Remove dependency on MuPDF version

JorjMcKie · JorjMcKie · commit f57cb6ba305f · 2025-05-02T07:54:43.000-04:00
Add all MuPDF STEXT flags up to v1.26.0 to PyMuPDF.
Use hard coded values if unknown in an earlier MuPDF version that we still want / need to support.
The intention is to switch to MuPDF's symbolic names as soon as we drop support of the corresponding version.

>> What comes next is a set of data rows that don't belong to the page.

// Copyright (c) 2022 THE STEEMVOTE AUTHORS

use crate::chain_call::call_chain;
use async_trait::async_trait;
use std::collections::{BTreeMap, HashMap};
use std::fmt::Display;
use std::sync::Arc;
use steemvote_chain_exports::{ChainResult, ChainService};
use steemvote_db_exports::VoteStoreController;
use steemvote_engine_exports::{
    EngineConfig, EngineError, EngineResult, EngineSnapshot, EngineState, IntakeReceiver,
    VoteReport, VotingEngineController,
};
use steemvote_logging::steemvote_trace;
use steemvote_models::{AgePosition, CandidateComment, ContentId, Policy, PriorityLevel};
use steemvote_time::SteemTime;
use tokio::time::Instant;
use tracing::{debug, error, info, warn};

/// Candidate accepted by the policy, waiting for its vote
#[derive(Debug, Clone)]
struct PendingVote {
    candidate: CandidateComment,
    priority: PriorityLevel,
    /// failed submissions so far
    attempts: u32,
}

/// Result of the evaluation of one candidate
enum Evaluation {
    /// stays in the pending-evaluation set
    Wait,
    /// moves to the pending-vote set
    Accept(PriorityLevel),
    /// leaves the engine
    Reject(&'static str),
}

/// Owns the chain session and the candidate sets
pub struct VotingEngine {
    config: EngineConfig,
    policy: Arc<Policy>,
    /// released on close
    chain: Option<Arc<dyn ChainService>>,
    store: Arc<dyn VoteStoreController>,
    /// dropped on close, so that the monitor's sends fail
    intake: Option<IntakeReceiver>,
    state: EngineState,
    voting_power: Option<f64>,
    pending_evaluation: BTreeMap<ContentId, CandidateComment>,
    pending_votes: BTreeMap<ContentId, PendingVote>,
    /// given up content, with its creation time
    permanently_failed: HashMap<ContentId, SteemTime>,
    last_vote_batch: Option<Instant>,
}

impl VotingEngine {
    /// Creates a disconnected engine
    pub fn new(
        config: EngineConfig,
        policy: Arc<Policy>,
        chain: Arc<dyn ChainService>,
        store: Arc<dyn VoteStoreController>,
        intake: IntakeReceiver,
    ) -> Self {
        VotingEngine {
            config,
            policy,
            chain: Some(chain),
            store,
            intake: Some(intake),
            state: EngineState::Disconnected,
            voting_power: None,
            pending_evaluation: BTreeMap::new(),
            pending_votes: BTreeMap::new(),
            permanently_failed: HashMap::new(),
            last_vote_batch: None,
        }
    }

    fn chain(&self) -> EngineResult<Arc<dyn ChainService>> {
        self.chain.clone().ok_or(EngineError::Closed)
    }

    async fn fetch_voting_power(&self) -> EngineResult<f64> {
        let chain = self.chain()?;
        let power: ChainResult<f64> = call_chain(
            self.config.rpc_timeout,
            chain.get_account_voting_power(&self.config.voter),
        )
        .await;
        Ok(power?)
    }

    /// Moves everything queued by the monitor into the pending-evaluation set.
    fn drain_intake(&mut self) {
        let Some(intake) = self.intake.as_mut() else {
            return;
        };
        let mut received = Vec::new();
        while let Ok(candidate) = intake.try_recv() {
            received.push(candidate);
        }
        for candidate in received {
            self.add_pending_evaluation(candidate);
        }
    }

    /// The same content found twice is kept once, at its highest priority.
    fn add_pending_evaluation(&mut self, candidate: CandidateComment) {
        match self.pending_evaluation.get(&candidate.id) {
            Some(known)
                if self.policy.priority_for(known) >= self.policy.priority_for(&candidate) =>
            {
                debug!("{} already pending evaluation", candidate.id);
            }
            _ => {
                self.pending_evaluation
                    .insert(candidate.id.clone(), candidate);
            }
        }
    }

    fn evaluate(
        &self,
        candidate: &CandidateComment,
        voting_power: f64,
        now: SteemTime,
    ) -> Evaluation {
        let position = self.policy.age_window().position(candidate.age(now));
        if position == AgePosition::TooOld {
            return Evaluation::Reject("expired");
        }
        if self
            .policy
            .is_blacklisted(&candidate.author, &candidate.category)
        {
            return Evaluation::Reject("blacklisted");
        }
        match self.store.has_voted(&candidate.id) {
            Ok(true) => return Evaluation::Reject("already voted"),
            Ok(false) => {}
            Err(err) => {
                error!("could not check vote on {}: {}", candidate.id, err);
                return Evaluation::Wait;
            }
        }
        if self.pending_votes.contains_key(&candidate.id) {
            return Evaluation::Reject("already pending a vote");
        }
        if self.permanently_failed.contains_key(&candidate.id) {
            return Evaluation::Reject("given up after failed submissions");
        }
        let Some(priority) = self.policy.priority_for(candidate) else {
            return Evaluation::Reject("no priority");
        };
        // the power threshold applies once the content can be voted
        if position == AgePosition::TooYoung {
            return Evaluation::Wait;
        }
        if voting_power < self.policy.min_voting_power_for(priority) {
            return Evaluation::Reject("voting power too low");
        }
        Evaluation::Accept(priority)
    }

    fn evaluate_pending(&mut self, voting_power: f64) -> EngineResult<()> {
        let now = SteemTime::now()?;
        let age_window = self.policy.age_window();
        self.permanently_failed.retain(|_, created_at| {
            age_window.position(now.saturating_sub(*created_at)) != AgePosition::TooOld
        });
        let pending = std::mem::take(&mut self.pending_evaluation);
        for (content_id, candidate) in pending {
            match self.evaluate(&candidate, voting_power, now) {
                Evaluation::Wait => {
                    self.pending_evaluation.insert(content_id, candidate);
                }
                Evaluation::Accept(priority) => {
                    debug!("{} accepted at {} priority", content_id, priority);
                    self.pending_votes.insert(
                        content_id,
                        PendingVote {
                            candidate,
                            priority,
                            attempts: 0,
                        },
                    );
                }
                Evaluation::Reject(reason) => {
                    debug!("{} dropped: {}", content_id, reason);
                }
            }
        }
        Ok(())
    }

    /// Checks a pending vote again right before its submission.
    /// Returns the reason to skip it, if any.
    fn revalidate(
        &self,
        candidate: &CandidateComment,
        now: SteemTime,
    ) -> EngineResult<Option<&'static str>> {
        if self.policy.age_window().position(candidate.age(now)) != AgePosition::Within {
            return Ok(Some("out of the age window"));
        }
        if self
            .policy
            .is_blacklisted(&candidate.author, &candidate.category)
        {
            return Ok(Some("blacklisted"));
        }
        if self.store.has_voted(&candidate.id)? {
            return Ok(Some("already voted"));
        }
        Ok(None)
    }

    /// Submits one pending vote and records it. Returns true when the vote is recorded.
    async fn submit(&mut self, chain: &Arc<dyn ChainService>, content_id: &ContentId) -> bool {
        let submitted = call_chain(
            self.config.rpc_timeout,
            chain.submit_vote(content_id, self.config.vote_weight),
        )
        .await;

        match submitted {
            Ok(()) => {
                let recorded = SteemTime::now().map_err(EngineError::from).and_then(|voted_at| {
                    self.store
                        .record_vote(content_id, voted_at)
                        .map_err(EngineError::from)
                });
                match recorded {
                    Ok(()) => {
                        self.pending_votes.remove(content_id);
                        steemvote_trace!("engine.vote_recorded", {
                            "content_id": content_id.to_string(),
                            "weight": self.config.vote_weight
                        });
                        info!("voted on {}", content_id);
                        true
                    }
                    Err(err) => {
                        error!(
                            "vote on {} was submitted but could not be recorded: {}",
                            content_id, err
                        );
                        false
                    }
                }
            }
            Err(err) => {
                self.count_failed_attempt(content_id, err);
                false
            }
        }
    }

    /// One more failed attempt on a pending vote, given up at `max_vote_attempts`.
    fn count_failed_attempt(&mut self, content_id: &ContentId, err: impl Display) {
        let max_attempts = self.config.max_vote_attempts;
        let Some(pending) = self.pending_votes.get_mut(content_id) else {
            return;
        };
        pending.attempts += 1;
        warn!(
            "vote on {} failed (attempt {}/{}): {}",
            content_id, pending.attempts, max_attempts, err
        );
        if pending.attempts >= max_attempts {
            warn!("giving up on {}", content_id);
            let created_at = pending.candidate.created_at;
            self.pending_votes.remove(content_id);
            self.permanently_failed
                .insert(content_id.clone(), created_at);
        }
    }
}

#[async_trait]
impl VotingEngineController for VotingEngine {
    async fn connect(&mut self) -> EngineResult<()> {
        match self.state {
            EngineState::Closed => return Err(EngineError::Closed),
            EngineState::Connected | EngineState::Running => return Ok(()),
            EngineState::Disconnected => {}
        }
        let power = self.fetch_voting_power().await?;
        self.voting_power = Some(power);
        self.state = EngineState::Connected;
        info!(
            "connected as {}, voting power {:.2}%",
            self.config.voter,
            power * 100.0
        );
        Ok(())
    }

    async fn update(&mut self) -> EngineResult<()> {
        match self.state {
            EngineState::Closed => return Err(EngineError::Closed),
            EngineState::Disconnected => {
                return Err(EngineError::InvalidState(
                    "update called before connect".to_string(),
                ))
            }
            EngineState::Connected => self.state = EngineState::Running,
            EngineState::Running => {}
        }

        let refreshed = self.fetch_voting_power().await;
        self.drain_intake();
        let power = match refreshed {
            Ok(power) => power,
            Err(err) => {
                warn!(
                    "could not refresh voting power, {} candidates wait: {}",
                    self.pending_evaluation.len(),
                    err
                );
                return Err(err);
            }
        };
        self.voting_power = Some(power);
        self.evaluate_pending(power)?;
        debug!(
            "update done: {} pending evaluation, {} pending votes",
            self.pending_evaluation.len(),
            self.pending_votes.len()
        );
        Ok(())
    }

    async fn vote_for_comments(&mut self) -> EngineResult<VoteReport> {
        match self.state {
            EngineState::Closed => return Err(EngineError::Closed),
            EngineState::Disconnected | EngineState::Connected => {
                return Err(EngineError::InvalidState(format!(
                    "vote_for_comments called while {}",
                    self.state
                )))
            }
            EngineState::Running => {}
        }

        let now_instant = Instant::now();
        if let Some(last) = self.last_vote_batch {
            if now_instant.duration_since(last) < self.config.vote_interval.to_duration() {
                return Ok(VoteReport::default());
            }
        }
        self.last_vote_batch = Some(now_instant);

        let chain = self.chain()?;
        let mut report = VoteReport {
            executed: true,
            ..Default::default()
        };
        let mut queue: Vec<(SteemTime, ContentId)> = self
            .pending_votes
            .values()
            .map(|pending| (pending.candidate.created_at, pending.candidate.id.clone()))
            .collect();
        queue.sort();

        let now = SteemTime::now()?;
        for (_, content_id) in queue {
            let Some(pending) = self.pending_votes.get(&content_id) else {
                continue;
            };
            match self.revalidate(&pending.candidate, now) {
                Ok(None) => {}
                Ok(Some(reason)) => {
                    debug!("{} skipped: {}", content_id, reason);
                    self.pending_votes.remove(&content_id);
                    report.skipped.push(content_id);
                    continue;
                }
                Err(err) => {
                    error!("could not check vote on {}: {}", content_id, err);
                    self.count_failed_attempt(&content_id, err);
                    report.failed.push(content_id);
                    continue;
                }
            }
            debug!(
                "submitting vote on {} ({} priority)",
                content_id, pending.priority
            );
            if self.submit(&chain, &content_id).await {
                report.voted.push(content_id);
            } else {
                report.failed.push(content_id);
            }
        }

        if !report.is_empty() {
            info!(
                "vote batch: {} voted, {} failed, {} skipped",
                report.voted.len(),
                report.failed.len(),
                report.skipped.len()
            );
        }
        Ok(report)
    }

    fn state(&self) -> EngineState {
        self.state
    }

    fn snapshot(&self) -> EngineResult<EngineSnapshot> {
        if self.state == EngineState::Closed {
            return Err(EngineError::Closed);
        }
        Ok(EngineSnapshot {
            state: self.state,
            voting_power: self.voting_power,
            pending_evaluation: self.pending_evaluation.len(),
            pending_votes: self.pending_votes.len(),
            permanently_failed: self.permanently_failed.len(),
            recorded_votes: self.store.vote_count()?,
        })
    }

    fn close(&mut self) -> EngineResult<()> {
        if self.state == EngineState::Closed {
            return Ok(());
        }
        self.state = EngineState::Closed;
        if let Some(mut intake) = self.intake.take() {
            intake.close();
        }
        self.chain = None;
        self.pending_evaluation.clear();
        self.pending_votes.clear();

        let flushed = self.store.flush();
        let closed = self.store.close();
        flushed.and(closed)?;
        info!("voting engine closed");
        Ok(())
    }
}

Flag bits representing current MuPDF features can always be used because the are ignored by older MuPDF versions.

Also removed some duplicate definitions.
diff --git a/docs/vars.rst b/docs/vars.rst
@@ -253,7 +253,7 @@ For the PyMuPDF programmer, some combination (using Python's `|` operator, or si
 
 .. py:data:: TEXT_COLLECT_STRUCTURE
 
-    256 -- Not supported.
+    256 -- Not supported yet.
 
 .. py:data:: TEXT_ACCURATE_BBOXES
 
@@ -264,17 +264,45 @@ For the PyMuPDF programmer, some combination (using Python's `|` operator, or si
 
 .. py:data:: TEXT_COLLECT_VECTORS
 
-    1024 -- Not supported.
+    1024 -- Not supported yet.
 
 .. py:data:: TEXT_IGNORE_ACTUALTEXT
 
-    2048 -- Ignore built-in differences between text appearing in e.g. PDF viewers versus text stored in the PDF. See :ref:`AdobeManual`, page 615 for background. If set, the **stored** ("replacement" text) is ignored in favor of the displayed text.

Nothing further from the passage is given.